In the previous post we introduced the idea that indifference was the primary action at work at the biochemical and cellular levels.



At this level, it would be hard to express any survival strategy beyond probabilistic, since reproduction is asexual with those cells that have the proper attributes, being able to dominate an environment in a short period of time. Similarly, it is also an environment that is subject to genetic “plagiarism” whereby novel combinations or sources of genetic information may be acquired directly through mechanisms like conjugation. The process of conjugation results in the transfer of genetic materials from a donor cell to that of the recipient.



Even at this rudimentary level one would be hard pressed to argue that there is any real competition beyond that of indifference to the survival of other cells. They certainly aren’t engaged in battling each other directly, so there must be a fundamental principle at work even at this basic level that needs to be considered.



The basic principle can be described as “competition may be difficult, but fighting is expensive”. Therefore one of the governing principles of biology is that fighting should be avoided at all costs. While acquiring resources may be quite competitive, fighting shifts that focus to a significantly higher risk activity and prevents the accumulation of resources. Therefore those members of a species that are able to behave more “indifferently” to others can retain their focus, while those that fight will either be killed, injured, or deprived of resources that others obtained in their distraction.



It is this distinction that gives rise to one of the points often misunderstood regarding “survival of the fittest”. The base interpretation has often been one of bloodied conflict or aggression, when in reality success is primarily based on tolerance and indifference precisely to avoid these higher risks. It should also be noted that fighting is not reflective of the predator/prey relationships that may exist and shouldn’t be confused with that special case.



While our current set of examples doesn’t specifically suggest cooperation, it paves the way for such development, since the alternatives tend to result in higher risks with questionable benefits. Therefore while the behavior is certainly self-interested, it would not rise to the level of being strongly selfish where the potential for more aggressive encounters could occur.



From this point we see two paths of increased cooperation developing. When we consider the reproduction of single-celled organisms, the cells in the immediate vicinity would share a common heritage since they would possess the same genetic material. In addition, this common origin would suggest that there might be enough of a chemical basis to form a cohesive group that could exchange chemical information without compromising the integrity of any individual cell in that group. In other words, this could be the origins of a primitive multi-cellular or colonial organism.



The second point is that methods like conjugation could be made more orderly if specific groups of cells could exchange genetic information with similar groups. This would result in an equal exchange of genetic information and provide potential benefit to both groups. At this point, the groups become locked into a “cooperative” agreement for reproductive stability and the beginnings of sexual (versus asexual) reproduction would occur .



From this, various species have adopted a wide range of mating strategies, but at some level, they must all cooperate to some degree or another. The only possible exception that comes to mind is the hostile nature of many insect reproductive methods, which I will attempt to address later.



Without retracing every evolutionary step, the benefits to multicellular organisms extended their mobility, afforded new methods for protecting themselves, and gave rise to many novel and specialized developments as a result of this new cooperative effort by the individual cells.
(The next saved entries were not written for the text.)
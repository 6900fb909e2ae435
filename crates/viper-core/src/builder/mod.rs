//! Builder system for turning a description into a fleet record.
//!
//! Defines the surface-agnostic `SpecificationGenerator` port, the
//! timeout/retry policy wrapped around it, the fixed prompt text, and the
//! `BuilderSession` state machine that drives one conversation.

pub mod generator;
pub mod policy;
pub mod prompt;
pub mod session;
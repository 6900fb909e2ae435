//! Database pool with split reader/writer connections in WAL mode.
//!
//! SQLite allows only one writer at a time, so writes go through a
//! single-connection pool while reads use a small multi-connection pool.

use sqlx::sqlite::{SqliteConnectOptions, SqliteJournalMode, SqlitePool, SqlitePoolOptions};
use std::path::Path;
use std::str::FromStr;

/// Split read/write pool for SQLite with WAL mode.
///
/// - `reader`: up to 4 connections for SELECT queries.
/// - `writer`: one connection for INSERT/UPDATE.
#[derive(Clone)]
pub struct DatabasePool {
    pub reader: SqlitePool,
    pub writer: SqlitePool,
}

impl DatabasePool {
    /// Open (creating if missing) the database at `database_url`.
    ///
    /// Runs the embedded migrations on the writer before the reader pool opens.
    pub async fn new(database_url: &str) -> Result<Self, sqlx::Error> {
        let base_opts = SqliteConnectOptions::from_str(database_url)?
            .journal_mode(SqliteJournalMode::Wal)
            .busy_timeout(std::time::Duration::from_secs(5))
            .create_if_missing(true);

        let read_opts = base_opts.clone().read_only(true);
        let write_opts = base_opts;

        let writer = SqlitePoolOptions::new()
            .max_connections(1)
            .connect_with(write_opts)
            .await?;

        sqlx::migrate!("../../migrations").run(&writer).await?;

        let reader = SqlitePoolOptions::new()
            .max_connections(4)
            .connect_with(read_opts)
            .await?;

        Ok(Self { reader, writer })
    }
}

/// SQLite URL for the store file `{data_dir}/viper.db`.
pub fn database_url(data_dir: &Path) -> String {
    format!("sqlite://{}?mode=rwc", data_dir.join("viper.db").display())
}
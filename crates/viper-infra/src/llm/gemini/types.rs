//! Gemini `generateContent` request/response types.
//!
//! Only the fields Viper sends or reads are modelled; unknown response
//! fields are ignored.

use serde::{Deserialize, Serialize};

// ---------------------------------------------------------------------------
// Request types
// ---------------------------------------------------------------------------

/// Request body for `POST /v1beta/models/{model}:generateContent`.
#[derive(Debug, Clone, Serialize)]
#[serde(rename_all = "camelCase")]
pub struct GeminiRequest {
    #[serde(skip_serializing_if = "Option::is_none")]
    pub system_instruction: Option<GeminiContent>,
    pub contents: Vec<GeminiContent>,
    pub generation_config: GeminiGenerationConfig,
}

/// A turn of content: a role plus text parts.
#[derive(Debug, Clone, Serialize, Deserialize)]
pub struct GeminiContent {
    /// "user" or "model". Omitted for the system instruction.
    #[serde(default, skip_serializing_if = "Option::is_none")]
    pub role: Option<String>,
    #[serde(default)]
    pub parts: Vec<GeminiPart>,
}

impl GeminiContent {
    pub fn text(role: Option<&str>, text: impl Into<String>) -> Self {
        Self {
            role: role.map(str::to_string),
            parts: vec![GeminiPart {
                text: Some(text.into()),
                thought: None,
            }],
        }
    }
}

#[derive(Debug, Clone, Serialize, Deserialize)]
pub struct GeminiPart {
    #[serde(default, skip_serializing_if = "Option::is_none")]
    pub text: Option<String>,
    /// Set on thinking-model reasoning parts, which are not answer text.
    #[serde(default, skip_serializing_if = "Option::is_none")]
    pub thought: Option<bool>,
}

#[derive(Debug, Clone, Serialize)]
#[serde(rename_all = "camelCase")]
pub struct GeminiGenerationConfig {
    #[serde(skip_serializing_if = "Option::is_none")]
    pub temperature: Option<f64>,
    pub max_output_tokens: u32,
    #[serde(skip_serializing_if = "Option::is_none")]
    pub response_mime_type: Option<String>,
    #[serde(skip_serializing_if = "Option::is_none")]
    pub response_json_schema: Option<serde_json::Value>,
}

// ---------------------------------------------------------------------------
// Response types
// ---------------------------------------------------------------------------

#[derive(Debug, Clone, Deserialize)]
#[serde(rename_all = "camelCase")]
pub struct GeminiResponse {
    #[serde(default)]
    pub candidates: Vec<GeminiCandidate>,
    pub usage_metadata: Option<GeminiUsage>,
    pub model_version: Option<String>,
    pub response_id: Option<String>,
    pub prompt_feedback: Option<GeminiPromptFeedback>,
}

#[derive(Debug, Clone, Deserialize)]
#[serde(rename_all = "camelCase")]
pub struct GeminiCandidate {
    pub content: Option<GeminiContent>,
    pub finish_reason: Option<String>,
}

#[derive(Debug, Clone, Default, Deserialize)]
#[serde(rename_all = "camelCase")]
pub struct GeminiUsage {
    #[serde(default)]
    pub prompt_token_count: u32,
    #[serde(default)]
    pub candidates_token_count: u32,
}

#[derive(Debug, Clone, Deserialize)]
#[serde(rename_all = "camelCase")]
pub struct GeminiPromptFeedback {
    pub block_reason: Option<String>,
}

/// Error envelope returned with non-2xx statuses.
#[derive(Debug, Clone, Deserialize)]
pub struct GeminiErrorEnvelope {
    pub error: GeminiErrorBody,
}

#[derive(Debug, Clone, Deserialize)]
pub struct GeminiErrorBody {
    #[serde(default)]
    pub message: String,
    #[serde(default)]
    pub status: Option<String>,
}
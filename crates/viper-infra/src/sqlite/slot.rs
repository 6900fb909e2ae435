//! SQLite slot store implementation.
//!
//! Implements `SlotStore` from `viper-core` over the `storage_slots` table.
//! Each write replaces the slot's value wholesale.

use chrono::Utc;
use sqlx::Row;

use viper_core::fleet::slot_store::SlotStore;
use viper_types::error::StoreError;

use super::pool::DatabasePool;

/// SQLite-backed implementation of [`SlotStore`].
#[derive(Clone)]
pub struct SqliteSlotStore {
    pool: DatabasePool,
}

impl SqliteSlotStore {
    pub fn new(pool: DatabasePool) -> Self {
        Self { pool }
    }
}

impl SlotStore for SqliteSlotStore {
    async fn read(&self, name: &str) -> Result<Option<String>, StoreError> {
        let row = sqlx::query("SELECT value FROM storage_slots WHERE name = ?")
            .bind(name)
            .fetch_optional(&self.pool.reader)
            .await
            .map_err(|e| StoreError::ReadFailure(e.to_string()))?;

        match row {
            Some(row) => {
                let value: String = row
                    .try_get("value")
                    .map_err(|e| StoreError::ReadFailure(e.to_string()))?;
                Ok(Some(value))
            }
            None => Ok(None),
        }
    }

    async fn write(&self, name: &str, value: &str) -> Result<(), StoreError> {
        let now = Utc::now().to_rfc3339();

        sqlx::query(
            r#"INSERT INTO storage_slots (name, value, updated_at)
               VALUES (?, ?, ?)
               ON CONFLICT (name) DO UPDATE SET value = excluded.value, updated_at = excluded.updated_at"#,
        )
        .bind(name)
        .bind(value)
        .bind(&now)
        .execute(&self.pool.writer)
        .await
        .map_err(|e| StoreError::PersistFailure(e.to_string()))?;

        Ok(())
    }
}

#[cfg(test)]
mod tests {
    use super::*;
    use crate::sqlite::pool::database_url;
    use viper_core::fleet::store::FleetStore;
    use viper_types::bot::{BotId, BotRecord, BotStatus};
    use viper_types::config::StorageSettings;

    async fn test_store() -> (SqliteSlotStore, tempfile::TempDir) {
        let dir = tempfile::tempdir().unwrap();
        let pool = DatabasePool::new(&database_url(dir.path())).await.unwrap();
        (SqliteSlotStore::new(pool), dir)
    }

    #[tokio::test]
    async fn test_read_missing_slot() {
        let (store, _dir) = test_store().await;
        assert_eq!(store.read("viper_bots").await.unwrap(), None);
    }

    #[tokio::test]
    async fn test_write_overwrites() {
        let (store, _dir) = test_store().await;
        store.write("viper_bots", "[]").await.unwrap();
        store.write("viper_bots", r#"[{"id":"a"}]"#).await.unwrap();

        assert_eq!(
            store.read("viper_bots").await.unwrap().as_deref(),
            Some(r#"[{"id":"a"}]"#)
        );

        let (count,): (i64,) = sqlx::query_as("SELECT COUNT(*) FROM storage_slots")
            .fetch_one(&store.pool.reader)
            .await
            .unwrap();
        assert_eq!(count, 1);
    }

    #[tokio::test]
    async fn test_fleet_survives_reopen() {
        let dir = tempfile::tempdir().unwrap();
        let url = database_url(dir.path());
        let settings = StorageSettings::default();

        let record = BotRecord {
            id: BotId::from("bot-1"),
            name: "ModGuard".to_string(),
            description: "Moderation".to_string(),
            status: BotStatus::Online,
            commands: vec!["/ban".to_string()],
            credentials: None,
            created_at: chrono::DateTime::from_timestamp_millis(1_700_000_000_000).unwrap(),
        };

        {
            let pool = DatabasePool::new(&url).await.unwrap();
            let mut fleet = FleetStore::open(SqliteSlotStore::new(pool), &settings).await;
            fleet.append(record.clone()).await.unwrap();
        }

        let pool = DatabasePool::new(&url).await.unwrap();
        let fleet = FleetStore::open(SqliteSlotStore::new(pool), &settings).await;
        assert_eq!(fleet.list(), &[record]);
    }
}
//! Configuration types for Viper.
//!
//! `ViperConfig` represents the optional `config.toml` in the data directory.
//! Every field has a default, so an empty or missing file is valid.

use serde::{Deserialize, Serialize};

/// Default Gemini model for specification generation.
pub const DEFAULT_MODEL: &str = "gemini-3-flash-preview";

/// Default environment variable holding the generation API key.
pub const DEFAULT_API_KEY_ENV: &str = "API_KEY";

/// Default name of the durable fleet slot.
pub const DEFAULT_SLOT_NAME: &str = "viper_bots";

/// Top-level configuration.
#[derive(Debug, Clone, PartialEq, Serialize, Deserialize)]
pub struct ViperConfig {
    /// Model identifier for the generation service.
    #[serde(default = "default_model")]
    pub model: String,

    /// Environment variable the API key is read from.
    #[serde(default = "default_api_key_env")]
    pub api_key_env: String,

    /// Override the generation service base URL (proxies, tests).
    #[serde(default)]
    pub base_url: Option<String>,

    #[serde(default = "default_temperature")]
    pub temperature: f64,

    #[serde(default = "default_max_output_tokens")]
    pub max_output_tokens: u32,

    #[serde(default)]
    pub generation: GenerationPolicy,

    #[serde(default)]
    pub builder: BuilderSettings,

    #[serde(default)]
    pub storage: StorageSettings,
}

fn default_model() -> String {
    DEFAULT_MODEL.to_string()
}

fn default_api_key_env() -> String {
    DEFAULT_API_KEY_ENV.to_string()
}

fn default_temperature() -> f64 {
    0.7
}

fn default_max_output_tokens() -> u32 {
    2048
}

impl Default for ViperConfig {
    fn default() -> Self {
        Self {
            model: default_model(),
            api_key_env: default_api_key_env(),
            base_url: None,
            temperature: default_temperature(),
            max_output_tokens: default_max_output_tokens(),
            generation: GenerationPolicy::default(),
            builder: BuilderSettings::default(),
            storage: StorageSettings::default(),
        }
    }
}

/// Timeout and retry policy for the outbound generation call.
///
/// TOML cannot express `None`, so `timeout_secs = 0` also disables the deadline.
#[derive(Debug, Clone, PartialEq, Eq, Serialize, Deserialize)]
pub struct GenerationPolicy {
    /// Per-attempt deadline in seconds. `None` waits indefinitely.
    #[serde(default = "default_timeout_secs")]
    pub timeout_secs: Option<u64>,

    /// Total attempts, including the first. Values below 1 behave as 1.
    #[serde(default = "default_max_attempts")]
    pub max_attempts: u32,

    /// Base backoff between attempts; attempt `n` waits `n * retry_backoff_ms`.
    #[serde(default = "default_retry_backoff_ms")]
    pub retry_backoff_ms: u64,
}

fn default_timeout_secs() -> Option<u64> {
    Some(60)
}

fn default_max_attempts() -> u32 {
    1
}

fn default_retry_backoff_ms() -> u64 {
    500
}

impl GenerationPolicy {
    /// Per-attempt deadline, if any.
    pub fn deadline(&self) -> Option<std::time::Duration> {
        self.timeout_secs
            .filter(|secs| *secs > 0)
            .map(std::time::Duration::from_secs)
    }

    /// Total attempts, never below one.
    pub fn attempts(&self) -> u32 {
        self.max_attempts.max(1)
    }
}

impl Default for GenerationPolicy {
    fn default() -> Self {
        Self {
            timeout_secs: default_timeout_secs(),
            max_attempts: default_max_attempts(),
            retry_backoff_ms: default_retry_backoff_ms(),
        }
    }
}

/// Builder session settings.
#[derive(Debug, Clone, PartialEq, Eq, Serialize, Deserialize)]
pub struct BuilderSettings {
    /// Cosmetic pause before a finalized record is stored.
    #[serde(default = "default_finalize_delay_ms")]
    pub finalize_delay_ms: u64,
}

fn default_finalize_delay_ms() -> u64 {
    800
}

impl Default for BuilderSettings {
    fn default() -> Self {
        Self {
            finalize_delay_ms: default_finalize_delay_ms(),
        }
    }
}

/// Durable fleet slot settings.
#[derive(Debug, Clone, PartialEq, Eq, Serialize, Deserialize)]
pub struct StorageSettings {
    #[serde(default = "default_slot_name")]
    pub slot_name: String,

    /// Upper bound on the serialized fleet, in bytes.
    #[serde(default = "default_max_slot_bytes")]
    pub max_slot_bytes: usize,
}

fn default_slot_name() -> String {
    DEFAULT_SLOT_NAME.to_string()
}

fn default_max_slot_bytes() -> usize {
    5 * 1024 * 1024
}

impl Default for StorageSettings {
    fn default() -> Self {
        Self {
            slot_name: default_slot_name(),
            max_slot_bytes: default_max_slot_bytes(),
        }
    }
}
Once again, it is useful to point out that, even at the cellular level the primary processes are governed by “indifference”. It would be difficult to argue that cells have a preference in being a muscle cell versus a skin cell, or a neuron. As a result, each is “assigned” a responsibility and benefits by the success of the group. Failure to cooperate invariably endangers the group and gives rise to cancers and other destructive variants.



In addition, this grouping of cells would have a unique chemical signature with which it could identify members of the group and anything that differed would be treated as a threat. This is where the immune system would come into play and why the response to disease and even transplanted organs originates. In this case, cooperation has not only extended the scope over which an organism can operate but also provided a strong “incentive” to be a part of the group versus going it alone.



These developments gave rise to new levels of competition but not necessarily confrontation. While each species will do its utmost to acquire the resources it needs to survive and reproduce, it will rarely manifest as direct confrontations. The notable exception to this is when a species itself becomes the resource.



So if we consider the more stable each step is, the greater the possibility and need of novel approaches becomes. In our scenario, once single-celled organisms had dominated the available niches and maximized the means of exploiting their environment, then new variations could extend that influence and increase the number of solutions for more diverse ways of acquiring resources.



NOTE: Bear in mind that resources would consist of raw materials from the environment, or the species that acquired those resources. Therefore the driving force in all development was to either become better at directly acquiring resources, or to become better at acquiring the species that contain those resources. In both cases, this created an absolute dependence in the balance between all the competing species to avoid total depletion and consequent death. Therefore, the selection pressures on any species were always oriented towards improving their exploitation, but not becoming too efficient since both would result in their demise. It is these selection pressures that ultimately played into the reproductive rates, so that a species would reproduce at a rate that was commensurate with its necessary representation in the environment. Since this is a quite delicate balance to achieve, any major variations will tend to result in species extinction.